SQL Server Machine Learning Services - Overview and combat (turn)

The original post address: https://d-bi.gitee.io/sqlserver-ml-services/

New Year's articles, go to the old and welcome. In this article, both old also new. Old lies, SQL Server machine learning services is a new feature in Microsoft SQL Server 2016 introduced in respect of, but it was only supports R language, also known as "R Server", in SQL Server 2017 and later versions, provided support for Python, so now known as "machine learning services (machine learning service)" function since the release date has been more than two years, and therefore this is not a new feature. The new place is that, since the release of this feature very little information from the country, on the one hand using an older version of SQL Server users are still many, many people on the other hand is a lack of understanding of the function, however, the machine learning algorithm data can be the depth of excavation, that makes sense for very large enterprise BI intelligence, the AI is also the company's future integration into the BI business intelligence general direction.

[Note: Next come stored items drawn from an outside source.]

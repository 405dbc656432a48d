/// Module for polynomial commitment errors.
pub mod errors;

/// Module for field polynomial.
#[cfg(any(test, feature = "test-utils"))]
pub mod field_polynomial;

/// Module for KZG polynomial commitment scheme.
pub mod kzg_poly_com;

/// Module for polynomial commitment traits.
pub mod pcs;

/// Module for polynomial commitment transcript.
pub mod transcript;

Here Insert Picture Description

This article begins with an explanation of machine learning services (in Python for example) the concept of the meaning and application of its basic principles, talk about issues related to its simple installation and deployment, will eventually provide a tutorial to explain its specific application method.

What is Machine Learning Services?

Machine Learning Services is a new feature available in SQL Server, which allows the user in SQL Server, using stored procedure calls R or Python script data processing, training and deployment of machine learning models. In layman's terms, the SQL Server database data can be transferred directly to the modeling process, and Python, the Python is good results can be returned to the SQL Server database (this is further described below), this SQL Server integrated manner Python powerful learning algorithms in terms of data processing and machine, and all operations are done internally in SQL server (so this is also different from the stand-alone version of SQL server machine learning server ).

(Note: SQL Server 2019 also provides support for Java, but does not belong to machine learning service, ignored here)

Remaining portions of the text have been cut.